How to Prepare Shredded Chicken Fry

  1. Cook the chicken until just done, then shred it using two forks. Don’t shred it too finely because thicker strands hold their shape and crisp up better later.
  2. Heat oil in a wide kadai on a gas stove. Add the shallots and sauté until soft and lightly golden, because this creates a sweet, flavourful base.
  3. Add ginger, garlic, and green chillies, and sauté until fragrant. This step is important because it removes the raw taste and balances the spices later.
  4. Add cumin powder, coriander powder, turmeric powder, red chilli powder, and garam masala. Stir quickly on low heat so the spices bloom without burning.
  5. Add the shredded chicken and mix well so every piece is coated with the spice mix.
  6. Spread the chicken out in the pan and let it fry undisturbed for a minute, then toss. This is how you get those golden-brown, crispy bits.
  7. Add salt and lemon juice, mix again, and continue frying until the chicken looks dry, crisp around the edges, and full of flavour.
  8. Garnish with fresh curry leaves and serve hot.

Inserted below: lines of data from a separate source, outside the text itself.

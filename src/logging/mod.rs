use crate::errors::AppError;
use serde::{Deserialize, Serialize};
use std::time::Instant;
use tracing::Level;
use tracing_subscriber::{fmt, layer::SubscriberExt, util::SubscriberInitExt, EnvFilter};

/// 日志环境配置
#[derive(Debug, Clone, Copy, PartialEq, Eq)]
pub enum LoggingEnvironment {
    /// 开发环境
    Development,
    /// 测试环境
    Testing,
    /// 生产环境
    Production,
}

/// 日志格式配置
#[derive(Debug, Clone, Copy, PartialEq, Eq, Serialize, Deserialize)]
#[serde(rename_all = "lowercase")]
pub enum LogFormat {
    /// 人类可读格式
    Pretty,
    /// 紧凑格式
    Compact,
}

/// 日志配置
#[derive(Debug, Clone)]
pub struct LoggingConfig {
    pub environment: LoggingEnvironment,
    pub level: Level,
    pub format: LogFormat,
    /// 是否显示目标模块
    pub show_target: bool,
    pub show_thread_ids: bool,
}

impl Default for LoggingConfig {
    fn default() -> Self {
        Self {
            environment: LoggingEnvironment::Development,
            level: Level::INFO,
            format: LogFormat::Pretty,
            show_target: true,
            show_thread_ids: false,
        }
    }
}

impl LoggingConfig {
    /// 创建开发环境配置
    pub fn development() -> Self {
        Self {
            environment: LoggingEnvironment::Development,
            level: Level::DEBUG,
            format: LogFormat::Pretty,
            show_target: true,
            show_thread_ids: true,
        }
    }

    /// 创建生产环境配置
    pub fn production() -> Self {
        Self {
            environment: LoggingEnvironment::Production,
            level: Level::INFO,
            format: LogFormat::Compact,
            show_target: false,
            show_thread_ids: false,
        }
    }

    /// 创建测试环境配置
    pub fn testing() -> Self {
        Self {
            environment: LoggingEnvironment::Testing,
            level: Level::ERROR,
            format: LogFormat::Compact,
            show_target: false,
            show_thread_ids: false,
        }
    }

    /// `RUST_LOG` wins over the configured level when set.
    fn env_filter(&self) -> EnvFilter {
        EnvFilter::try_from_default_env().unwrap_or_else(|_| EnvFilter::new(self.level.to_string()))
    }
}

/// 初始化日志系统
///
/// Fails if a global subscriber is already installed.
pub fn init_logging(config: LoggingConfig) -> Result<(), AppError> {
    let ansi = config.environment != LoggingEnvironment::Production;
    let result = match config.format {
        LogFormat::Pretty => {
            let fmt_layer = fmt::layer()
                .pretty()
                .with_target(config.show_target)
                .with_thread_ids(config.show_thread_ids)
                .with_ansi(ansi);

            tracing_subscriber::registry()
                .with(config.env_filter())
                .with(fmt_layer)
                .try_init()
        }
        LogFormat::Compact => {
            let fmt_layer = fmt::layer()
                .compact()
                .with_target(config.show_target)
                .with_thread_ids(config.show_thread_ids)
                .with_ansi(ansi);

            tracing_subscriber::registry()
                .with(config.env_filter())
                .with(fmt_layer)
                .try_init()
        }
    };
    result.map_err(|e| AppError::Logging(e.to_string()))?;

    tracing::info!(
        environment = ?config.environment,
        level = ?config.level,
        format = ?config.format,
        "Logging system initialized"
    );

    Ok(())
}

/// 操作性能计时器
///
/// Logs the elapsed time at debug level when dropped.
pub struct OperationTimer {
    start: Instant,
    operation: &'static str,
    metadata: Vec<(&'static str, String)>,
}

impl OperationTimer {
    pub fn new(operation: &'static str) -> Self {
        Self {
            start: Instant::now(),
            operation,
            metadata: Vec::new(),
        }
    }

    /// 添加元数据
    pub fn with_metadata(mut self, key: &'static str, value: &str) -> Self {
        self.metadata.push((key, value.to_string()));
        self
    }

    pub fn elapsed(&self) -> std::time::Duration {
        self.start.elapsed()
    }
}

impl Drop for OperationTimer {
    fn drop(&mut self) {
        let duration = self.start.elapsed();

        tracing::debug!(
            operation = self.operation,
            duration_us = duration.as_micros() as u64,
            metadata = ?self.metadata,
            "Operation completed"
        );
    }
}
//! Dependency lists
//!
//! A `DepList` is compared element by element. Plain values compare by value;
//! handles (`Arc`s) compare by pointer identity. Identity keys hold a clone of
//! the handle so an address cannot be reused while the key is cached.

use crate::infrastructure::container::{ContainerRef, ServiceIdentifier, VisitorRef};
use std::any::Any;
use std::fmt;
use std::rc::Rc;
use std::sync::Arc;

#[derive(Clone)]
pub enum DepKey {
    Unit,
    Bool(bool),
    Int(i128),
    Str(Arc<str>),
    Service(ServiceIdentifier),
    Identity(IdentityKey),
    Value(ValueKey),
}

impl DepKey {
    /// Key compared by pointer identity of `handle`.
    pub fn identity<P: ?Sized + 'static>(handle: &Arc<P>) -> Self {
        DepKey::Identity(IdentityKey {
            addr: Arc::as_ptr(handle) as *const () as usize,
            _owner: Rc::new(handle.clone()),
        })
    }

    /// Key compared with `T`'s `PartialEq`.
    pub fn value<T: PartialEq + fmt::Debug + 'static>(value: T) -> Self {
        DepKey::Value(ValueKey(Rc::new(value)))
    }
}

impl PartialEq for DepKey {
    fn eq(&self, other: &Self) -> bool {
        match (self, other) {
            (DepKey::Unit, DepKey::Unit) => true,
            (DepKey::Bool(a), DepKey::Bool(b)) => a == b,
            (DepKey::Int(a), DepKey::Int(b)) => a == b,
            (DepKey::Str(a), DepKey::Str(b)) => a == b,
            (DepKey::Service(a), DepKey::Service(b)) => a == b,
            (DepKey::Identity(a), DepKey::Identity(b)) => a.addr == b.addr,
            (DepKey::Value(a), DepKey::Value(b)) => a.0.eq_dyn(b.0.as_ref()),
            _ => false,
        }
    }
}

impl fmt::Debug for DepKey {
    fn fmt(&self, f: &mut fmt::Formatter<'_>) -> fmt::Result {
        match self {
            DepKey::Unit => write!(f, "()"),
            DepKey::Bool(b) => write!(f, "{}", b),
            DepKey::Int(i) => write!(f, "{}", i),
            DepKey::Str(s) => write!(f, "{:?}", s),
            DepKey::Service(id) => write!(f, "{}", id),
            DepKey::Identity(key) => write!(f, "&{:#x}", key.addr),
            DepKey::Value(value) => write!(f, "{:?}", value.0),
        }
    }
}

#[derive(Clone)]
pub struct IdentityKey {
    addr: usize,
    _owner: Rc<dyn Any>,
}

#[derive(Clone)]
pub struct ValueKey(Rc<dyn DynValue>);

trait DynValue: fmt::Debug {
    fn as_any(&self) -> &dyn Any;
    fn eq_dyn(&self, other: &dyn DynValue) -> bool;
}

impl<T: PartialEq + fmt::Debug + 'static> DynValue for T {
    fn as_any(&self) -> &dyn Any {
        self
    }

    fn eq_dyn(&self, other: &dyn DynValue) -> bool {
        other.as_any().downcast_ref::<T>().is_some_and(|other| other == self)
    }
}

impl From<()> for DepKey {
    fn from(_: ()) -> Self {
        DepKey::Unit
    }
}

impl From<bool> for DepKey {
    fn from(value: bool) -> Self {
        DepKey::Bool(value)
    }
}

macro_rules! int_dep_key {
    ($($ty:ty),*) => {
        $(
            impl From<$ty> for DepKey {
                fn from(value: $ty) -> Self {
                    DepKey::Int(value as i128)
                }
            }
        )*
    };
}

int_dep_key!(i8, i16, i32, i64, isize, u8, u16, u32, u64, usize);

impl From<&str> for DepKey {
    fn from(value: &str) -> Self {
        DepKey::Str(value.into())
    }
}

impl From<String> for DepKey {
    fn from(value: String) -> Self {
        DepKey::Str(value.into())
    }
}

impl From<ServiceIdentifier> for DepKey {
    fn from(id: ServiceIdentifier) -> Self {
        DepKey::Service(id)
    }
}

impl From<&ServiceIdentifier> for DepKey {
    fn from(id: &ServiceIdentifier) -> Self {
        DepKey::Service(id.clone())
    }
}

impl From<&ContainerRef> for DepKey {
    fn from(container: &ContainerRef) -> Self {
        DepKey::identity(container)
    }
}

impl From<&VisitorRef> for DepKey {
    fn from(visitor: &VisitorRef) -> Self {
        DepKey::identity(visitor)
    }
}

/// Ordered dependency list of one hook call.
#[derive(Clone, Debug, Default, PartialEq)]
pub struct DepList(Vec<DepKey>);

impl DepList {
    pub fn new() -> Self {
        Self(Vec::new())
    }

    pub fn push(&mut self, key: impl Into<DepKey>) {
        self.0.push(key.into());
    }

    pub fn len(&self) -> usize {
        self.0.len()
    }

    pub fn is_empty(&self) -> bool {
        self.0.is_empty()
    }

    /// `[id, container, ...extra]`, the key every container lookup hook uses.
    pub(crate) fn lookup_key(id: &ServiceIdentifier, container: &ContainerRef, extra: DepList) -> Self {
        let mut keys = Vec::with_capacity(extra.len() + 2);
        keys.push(DepKey::from(id));
        keys.push(DepKey::from(container));
        keys.extend(extra.0);
        Self(keys)
    }
}

impl From<Vec<DepKey>> for DepList {
    fn from(keys: Vec<DepKey>) -> Self {
        Self(keys)
    }
}

impl Extend<DepKey> for DepList {
    fn extend<I: IntoIterator<Item = DepKey>>(&mut self, iter: I) {
        self.0.extend(iter);
    }
}

/// Build a `DepList` from values convertible into `DepKey`.
///
/// ```
/// use inject_hooks::deps;
/// let page = 3u32;
/// let list = deps![page, "users", true];
/// assert_eq!(list.len(), 3);
/// ```
#[macro_export]
macro_rules! deps {
    () => {
        $crate::hooks::DepList::new()
    };
    ($($dep:expr),+ $(,)?) => {
        $crate::hooks::DepList::from(vec![$($crate::hooks::DepKey::from($dep)),+])
    };
}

Tips, Variations, and Common Questions

Use boneless chicken for the best texture, and avoid over-shredding so the chicken doesn’t turn dry. You can easily adjust the spice level by adding more red chilli powder or green chillies. Leftover chicken works beautifully here, making this a great fridge-clean-up recipe. For a vegan version, shredded jackfruit or mushrooms are excellent substitutes. The cooked dish also freezes well for up to two months, so it’s perfect for meal prep.